* [Description of the task]: Among the entries that follow, some lines contain the word "Usage". Show all of them.

* [Available data]:
*** Begin section ***

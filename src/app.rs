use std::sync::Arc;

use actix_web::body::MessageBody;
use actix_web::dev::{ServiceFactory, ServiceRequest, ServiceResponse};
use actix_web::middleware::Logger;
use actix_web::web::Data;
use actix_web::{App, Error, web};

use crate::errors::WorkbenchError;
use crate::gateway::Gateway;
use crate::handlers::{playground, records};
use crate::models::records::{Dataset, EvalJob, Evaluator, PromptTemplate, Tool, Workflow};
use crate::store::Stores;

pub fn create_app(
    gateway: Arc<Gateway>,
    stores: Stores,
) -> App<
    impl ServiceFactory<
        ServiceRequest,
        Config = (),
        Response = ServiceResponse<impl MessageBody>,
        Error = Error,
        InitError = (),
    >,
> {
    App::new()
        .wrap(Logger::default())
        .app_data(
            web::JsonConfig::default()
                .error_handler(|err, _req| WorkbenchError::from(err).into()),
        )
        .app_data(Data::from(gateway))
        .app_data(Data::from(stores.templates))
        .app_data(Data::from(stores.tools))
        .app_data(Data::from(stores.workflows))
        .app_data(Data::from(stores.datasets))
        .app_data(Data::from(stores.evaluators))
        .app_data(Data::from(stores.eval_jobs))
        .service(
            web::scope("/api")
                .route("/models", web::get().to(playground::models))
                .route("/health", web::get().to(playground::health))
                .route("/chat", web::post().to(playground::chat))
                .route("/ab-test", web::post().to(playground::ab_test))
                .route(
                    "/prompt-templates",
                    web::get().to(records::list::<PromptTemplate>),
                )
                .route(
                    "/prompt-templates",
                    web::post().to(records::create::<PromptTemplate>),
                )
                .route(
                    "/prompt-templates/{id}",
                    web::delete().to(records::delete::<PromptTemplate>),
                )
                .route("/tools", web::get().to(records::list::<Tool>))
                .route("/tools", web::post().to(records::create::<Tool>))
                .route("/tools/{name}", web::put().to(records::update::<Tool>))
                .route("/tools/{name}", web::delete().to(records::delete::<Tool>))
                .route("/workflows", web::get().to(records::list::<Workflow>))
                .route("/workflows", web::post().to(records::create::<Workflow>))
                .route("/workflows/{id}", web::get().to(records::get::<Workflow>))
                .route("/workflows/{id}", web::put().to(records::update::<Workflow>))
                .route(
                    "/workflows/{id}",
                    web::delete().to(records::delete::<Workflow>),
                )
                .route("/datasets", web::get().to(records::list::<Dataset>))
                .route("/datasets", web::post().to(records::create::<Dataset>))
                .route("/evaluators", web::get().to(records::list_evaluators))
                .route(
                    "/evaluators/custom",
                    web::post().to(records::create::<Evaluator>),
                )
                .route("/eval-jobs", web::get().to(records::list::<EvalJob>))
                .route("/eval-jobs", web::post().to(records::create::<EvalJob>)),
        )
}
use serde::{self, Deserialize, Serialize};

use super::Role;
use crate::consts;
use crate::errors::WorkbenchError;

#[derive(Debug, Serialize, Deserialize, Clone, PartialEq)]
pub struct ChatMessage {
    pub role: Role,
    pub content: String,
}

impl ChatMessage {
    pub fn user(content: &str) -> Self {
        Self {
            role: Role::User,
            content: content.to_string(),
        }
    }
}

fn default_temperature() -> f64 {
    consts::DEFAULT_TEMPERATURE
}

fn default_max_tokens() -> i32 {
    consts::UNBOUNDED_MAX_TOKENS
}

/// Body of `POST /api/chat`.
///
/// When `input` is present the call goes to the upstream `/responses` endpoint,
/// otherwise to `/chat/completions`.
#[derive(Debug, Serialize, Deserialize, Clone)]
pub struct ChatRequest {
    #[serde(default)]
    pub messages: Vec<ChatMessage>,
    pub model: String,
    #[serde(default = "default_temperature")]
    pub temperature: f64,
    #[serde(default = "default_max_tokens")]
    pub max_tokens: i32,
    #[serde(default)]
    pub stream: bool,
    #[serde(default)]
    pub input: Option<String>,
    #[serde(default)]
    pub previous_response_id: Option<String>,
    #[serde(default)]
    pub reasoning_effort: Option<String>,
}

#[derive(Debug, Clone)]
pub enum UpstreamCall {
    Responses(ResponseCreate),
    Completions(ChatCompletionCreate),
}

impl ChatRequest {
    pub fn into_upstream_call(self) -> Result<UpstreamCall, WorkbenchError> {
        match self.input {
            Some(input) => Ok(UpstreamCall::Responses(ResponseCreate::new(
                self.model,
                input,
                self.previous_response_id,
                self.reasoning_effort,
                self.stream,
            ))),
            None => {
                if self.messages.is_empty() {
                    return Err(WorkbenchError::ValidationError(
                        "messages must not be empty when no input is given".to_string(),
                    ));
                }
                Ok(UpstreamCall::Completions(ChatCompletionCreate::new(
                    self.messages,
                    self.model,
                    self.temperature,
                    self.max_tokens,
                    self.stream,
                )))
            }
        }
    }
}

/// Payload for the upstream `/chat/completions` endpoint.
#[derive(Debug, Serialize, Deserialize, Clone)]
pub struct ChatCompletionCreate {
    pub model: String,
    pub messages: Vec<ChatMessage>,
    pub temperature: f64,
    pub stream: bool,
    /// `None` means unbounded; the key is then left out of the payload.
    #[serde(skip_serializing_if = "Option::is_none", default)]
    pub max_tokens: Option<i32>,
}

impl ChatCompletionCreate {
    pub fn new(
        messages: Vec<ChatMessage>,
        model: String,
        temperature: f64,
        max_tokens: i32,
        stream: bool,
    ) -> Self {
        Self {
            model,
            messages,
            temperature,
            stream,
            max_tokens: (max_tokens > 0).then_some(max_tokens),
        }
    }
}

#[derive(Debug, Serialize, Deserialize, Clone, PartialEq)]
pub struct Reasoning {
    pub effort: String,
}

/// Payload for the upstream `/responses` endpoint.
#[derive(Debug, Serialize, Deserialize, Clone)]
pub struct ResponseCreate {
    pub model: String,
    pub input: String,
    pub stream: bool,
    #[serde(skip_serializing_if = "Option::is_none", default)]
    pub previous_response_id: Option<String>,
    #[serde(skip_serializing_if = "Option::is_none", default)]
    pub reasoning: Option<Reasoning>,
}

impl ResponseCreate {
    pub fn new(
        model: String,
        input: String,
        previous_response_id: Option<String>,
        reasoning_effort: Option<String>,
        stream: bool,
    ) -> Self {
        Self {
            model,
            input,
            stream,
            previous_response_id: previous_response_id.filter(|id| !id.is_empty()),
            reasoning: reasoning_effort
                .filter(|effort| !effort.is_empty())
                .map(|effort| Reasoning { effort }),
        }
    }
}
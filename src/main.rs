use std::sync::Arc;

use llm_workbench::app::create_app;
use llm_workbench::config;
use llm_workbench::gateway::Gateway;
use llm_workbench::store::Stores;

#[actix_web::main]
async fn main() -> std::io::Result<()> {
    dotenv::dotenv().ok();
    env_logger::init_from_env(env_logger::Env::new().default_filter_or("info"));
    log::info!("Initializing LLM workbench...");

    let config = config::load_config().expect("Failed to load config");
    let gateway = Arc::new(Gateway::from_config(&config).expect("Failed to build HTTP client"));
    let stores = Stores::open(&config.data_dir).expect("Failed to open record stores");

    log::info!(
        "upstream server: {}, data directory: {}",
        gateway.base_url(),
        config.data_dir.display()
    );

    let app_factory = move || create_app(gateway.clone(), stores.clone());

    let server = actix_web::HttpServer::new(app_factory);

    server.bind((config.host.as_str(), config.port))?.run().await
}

*** End section ***
*** Begin section ***

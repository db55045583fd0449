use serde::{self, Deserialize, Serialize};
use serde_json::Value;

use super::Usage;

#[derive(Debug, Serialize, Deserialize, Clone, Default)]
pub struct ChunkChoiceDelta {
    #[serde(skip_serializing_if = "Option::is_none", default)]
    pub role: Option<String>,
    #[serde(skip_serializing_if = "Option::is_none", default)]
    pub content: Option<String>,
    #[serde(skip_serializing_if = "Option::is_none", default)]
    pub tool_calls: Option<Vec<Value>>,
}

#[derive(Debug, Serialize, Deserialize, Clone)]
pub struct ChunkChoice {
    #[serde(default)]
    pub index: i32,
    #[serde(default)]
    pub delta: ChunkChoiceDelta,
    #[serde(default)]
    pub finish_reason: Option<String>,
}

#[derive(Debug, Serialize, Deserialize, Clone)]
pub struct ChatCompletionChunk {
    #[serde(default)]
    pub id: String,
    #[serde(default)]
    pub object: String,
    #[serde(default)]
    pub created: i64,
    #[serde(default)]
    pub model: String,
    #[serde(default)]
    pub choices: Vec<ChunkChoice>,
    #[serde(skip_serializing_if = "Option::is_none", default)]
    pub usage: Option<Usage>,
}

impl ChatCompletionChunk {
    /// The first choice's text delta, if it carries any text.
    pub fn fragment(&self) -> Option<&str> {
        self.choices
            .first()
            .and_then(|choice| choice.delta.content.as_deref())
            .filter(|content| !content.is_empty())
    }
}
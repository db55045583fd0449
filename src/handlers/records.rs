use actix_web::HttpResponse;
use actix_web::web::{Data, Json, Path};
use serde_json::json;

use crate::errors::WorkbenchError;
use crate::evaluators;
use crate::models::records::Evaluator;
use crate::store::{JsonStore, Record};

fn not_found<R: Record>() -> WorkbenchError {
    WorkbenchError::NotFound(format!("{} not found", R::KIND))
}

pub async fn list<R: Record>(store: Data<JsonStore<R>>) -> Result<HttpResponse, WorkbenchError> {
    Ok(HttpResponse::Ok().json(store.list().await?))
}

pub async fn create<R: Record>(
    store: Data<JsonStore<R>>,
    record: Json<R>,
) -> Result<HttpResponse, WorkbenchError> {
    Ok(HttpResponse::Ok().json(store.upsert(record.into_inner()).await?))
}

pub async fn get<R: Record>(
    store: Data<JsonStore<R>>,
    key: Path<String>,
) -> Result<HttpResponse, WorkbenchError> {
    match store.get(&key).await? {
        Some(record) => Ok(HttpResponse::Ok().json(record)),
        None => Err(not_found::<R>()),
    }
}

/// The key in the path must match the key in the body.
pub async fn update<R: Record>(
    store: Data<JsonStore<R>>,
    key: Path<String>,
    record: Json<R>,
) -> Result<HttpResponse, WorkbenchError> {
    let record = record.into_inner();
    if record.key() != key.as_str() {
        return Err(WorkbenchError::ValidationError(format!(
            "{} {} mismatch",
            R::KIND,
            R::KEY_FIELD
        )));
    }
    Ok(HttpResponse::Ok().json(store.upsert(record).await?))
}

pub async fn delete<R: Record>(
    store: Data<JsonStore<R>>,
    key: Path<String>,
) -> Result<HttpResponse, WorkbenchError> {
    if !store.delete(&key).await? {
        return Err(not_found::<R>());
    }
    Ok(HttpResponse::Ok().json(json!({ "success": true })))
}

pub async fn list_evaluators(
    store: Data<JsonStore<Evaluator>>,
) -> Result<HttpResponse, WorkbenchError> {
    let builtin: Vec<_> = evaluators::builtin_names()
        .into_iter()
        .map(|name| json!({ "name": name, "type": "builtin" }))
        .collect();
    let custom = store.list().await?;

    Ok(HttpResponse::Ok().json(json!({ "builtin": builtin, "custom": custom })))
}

*** End section ***
*** Begin section ***

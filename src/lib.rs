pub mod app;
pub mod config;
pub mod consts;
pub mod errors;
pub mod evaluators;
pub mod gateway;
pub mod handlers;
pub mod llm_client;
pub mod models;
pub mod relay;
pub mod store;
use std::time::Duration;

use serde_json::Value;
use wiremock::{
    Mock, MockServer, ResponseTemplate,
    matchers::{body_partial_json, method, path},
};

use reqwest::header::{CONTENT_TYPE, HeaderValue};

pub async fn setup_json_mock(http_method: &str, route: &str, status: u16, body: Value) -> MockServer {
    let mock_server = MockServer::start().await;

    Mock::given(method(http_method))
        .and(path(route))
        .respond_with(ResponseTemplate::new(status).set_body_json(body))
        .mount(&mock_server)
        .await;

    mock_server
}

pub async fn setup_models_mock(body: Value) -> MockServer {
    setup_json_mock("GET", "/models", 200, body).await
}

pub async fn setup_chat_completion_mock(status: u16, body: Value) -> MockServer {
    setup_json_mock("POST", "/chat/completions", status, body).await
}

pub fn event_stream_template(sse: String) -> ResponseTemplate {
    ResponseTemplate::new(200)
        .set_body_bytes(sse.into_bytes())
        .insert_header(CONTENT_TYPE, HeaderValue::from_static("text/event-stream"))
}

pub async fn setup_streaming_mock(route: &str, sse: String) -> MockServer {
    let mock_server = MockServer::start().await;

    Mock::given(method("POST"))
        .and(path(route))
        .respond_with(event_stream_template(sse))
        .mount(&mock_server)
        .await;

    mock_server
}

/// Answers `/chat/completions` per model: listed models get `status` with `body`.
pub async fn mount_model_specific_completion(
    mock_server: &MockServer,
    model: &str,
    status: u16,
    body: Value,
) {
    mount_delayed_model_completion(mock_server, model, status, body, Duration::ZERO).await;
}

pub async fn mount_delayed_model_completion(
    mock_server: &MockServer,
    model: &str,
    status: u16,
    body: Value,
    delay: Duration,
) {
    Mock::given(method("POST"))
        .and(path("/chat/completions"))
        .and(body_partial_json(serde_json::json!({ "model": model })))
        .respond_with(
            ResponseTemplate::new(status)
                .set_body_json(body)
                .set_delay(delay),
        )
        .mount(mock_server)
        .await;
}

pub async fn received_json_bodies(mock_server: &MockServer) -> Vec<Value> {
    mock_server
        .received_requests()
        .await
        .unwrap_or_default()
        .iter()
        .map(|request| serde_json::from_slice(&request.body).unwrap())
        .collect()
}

*** End section ***

* [Written answer]:
use super::Usage;
    pub usage: Option<Usage>,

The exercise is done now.